Together, we will innovate a global energy transition
Located in the heart of Canada’s energy sector, the University of Calgary is one of North America’s leading energy universities. For more than three decades, the university has cultivated a reputation as a global leader in energy research innovation and education.
UCalgary embraces the opportunity to leverage its tremendous capacity to advance major research and education initiatives in a global energy transition.
UCalgary strives to further strengthen and empower partnerships with community, neighbours, industry and government to bridge the gap between lab and field, fuel investment in new energy innovations, and mobilize decision-makers to improve the health and well-being of people here and around the world.
With urgent economic, social and environmental-impact issues in Alberta and beyond, the university intends to invest in energy research and education that will transform energy systems across North America and around the globe.

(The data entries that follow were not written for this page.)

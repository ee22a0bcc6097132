//! Computation results.

use datainsight_interpret::{ChartKind, CorrelationMethod, OperationKind};
use serde::Serialize;
use serde_json::Value;

#[derive(Debug, Clone, PartialEq, Serialize)]
#[serde(tag = "status", rename_all = "snake_case")]
pub enum Outcome {
    Computed,
    /// The request was well-formed but the data cannot answer it.
    InsufficientData { reason: String },
}

#[derive(Debug, Clone, PartialEq, Serialize)]
pub struct QuantileValue {
    pub q: f64,
    pub value: f64,
}

#[derive(Debug, Clone, PartialEq, Serialize)]
pub struct ColumnQuantiles {
    pub column: String,
    /// Non-null values the quantiles were taken over.
    pub count: usize,
    pub values: Vec<QuantileValue>,
}

#[derive(Debug, Clone, PartialEq, Serialize)]
#[serde(tag = "kind", rename_all = "snake_case")]
pub enum ColumnSummary {
    Numeric {
        column: String,
        count: usize,
        mean: Option<f64>,
        std: Option<f64>,
        min: Option<f64>,
        max: Option<f64>,
    },
    Counts {
        column: String,
        count: usize,
        distinct: usize,
        top: Vec<(String, usize)>,
    },
}

impl ColumnSummary {
    pub fn column(&self) -> &str {
        match self {
            ColumnSummary::Numeric { column, .. } | ColumnSummary::Counts { column, .. } => column,
        }
    }
}

/// X values of a chart: numbers for a continuous axis, labels otherwise.
#[derive(Debug, Clone, PartialEq, Serialize)]
#[serde(untagged)]
pub enum Series {
    Numbers(Vec<f64>),
    Labels(Vec<String>),
}

impl Series {
    pub fn len(&self) -> usize {
        match self {
            Series::Numbers(v) => v.len(),
            Series::Labels(v) => v.len(),
        }
    }

    pub fn is_empty(&self) -> bool {
        self.len() == 0
    }
}

/// Aggregated chart data, before any layout decisions.
#[derive(Debug, Clone, PartialEq, Serialize)]
pub struct ChartData {
    pub chart: ChartKind,
    pub x_column: String,
    /// `None` when y is a count rather than a column.
    pub y_column: Option<String>,
    pub x: Series,
    pub y: Vec<f64>,
    /// What y measures ("count", "mean", or the y column name).
    pub y_measure: String,
}

#[derive(Debug, Clone, PartialEq, Serialize)]
#[serde(tag = "type", rename_all = "snake_case")]
pub enum Payload {
    Correlation {
        x: String,
        y: String,
        method: CorrelationMethod,
        coefficient: f64,
        n: usize,
    },
    Regression {
        x: String,
        y: String,
        slope: f64,
        intercept: f64,
        r_squared: f64,
        equation: String,
        n: usize,
    },
    Quantiles {
        columns: Vec<ColumnQuantiles>,
    },
    Summary {
        rows: usize,
        columns: Vec<ColumnSummary>,
    },
    Chart(ChartData),
    Empty,
}

#[derive(Debug, Clone, PartialEq, Serialize)]
pub struct ComputationResult {
    pub kind: OperationKind,
    pub payload: Payload,
    pub narrative_hint: Option<String>,
    pub outcome: Outcome,
}

impl ComputationResult {
    pub fn computed(kind: OperationKind, payload: Payload, narrative_hint: impl Into<String>) -> Self {
        Self {
            kind,
            payload,
            narrative_hint: Some(narrative_hint.into()),
            outcome: Outcome::Computed,
        }
    }

    pub fn insufficient(kind: OperationKind, reason: impl Into<String>) -> Self {
        Self {
            kind,
            payload: Payload::Empty,
            narrative_hint: None,
            outcome: Outcome::InsufficientData {
                reason: reason.into(),
            },
        }
    }

    pub fn is_insufficient(&self) -> bool {
        matches!(self.outcome, Outcome::InsufficientData { .. })
    }

    pub fn chart_data(&self) -> Option<&ChartData> {
        match &self.payload {
            Payload::Chart(data) => Some(data),
            _ => None,
        }
    }

    /// Payload as a JSON mapping (`{"type": "correlation", "coefficient": ...}`).
    pub fn payload_json(&self) -> Value {
        serde_json::to_value(&self.payload).unwrap_or(Value::Null)
    }
}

Research outcomes to benefit society
Fuel transformational change
Connecting with community to pioneer the future of energy
UCalgary is committed to engaging with the community we lead and serve — certainly, our level of excellence in research and education wouldn't be achievable without our local and national supporters, neighbours, and partners in government and industry. A broad range of programs of study, symposia, workshops and other activities and strategic collaborations frequently bring campus and community together, and promote greater energy literancy among the general public.
Stewards of the future
A team of UCalgary researchers has combined several renewable-energy technologies to create a carbon-neutral research project so simple that elementary school students can run it. The project focuses on a community of microbes that use natural photosynthesis to remove carbon dioxide from the atmosphere.
Students at Dr. E.W. Coffin School recently took part. Christine Sharp, a postdoctoral fellow in the Department of Geosciences in the Faculty of Science and co-founder of Solar Biocells, is involved in the project. “This is geared towards Grades 5 to 8 students,” says Sharp. “It’s the perfect age to expose kids to the carbon cycle and other concepts.”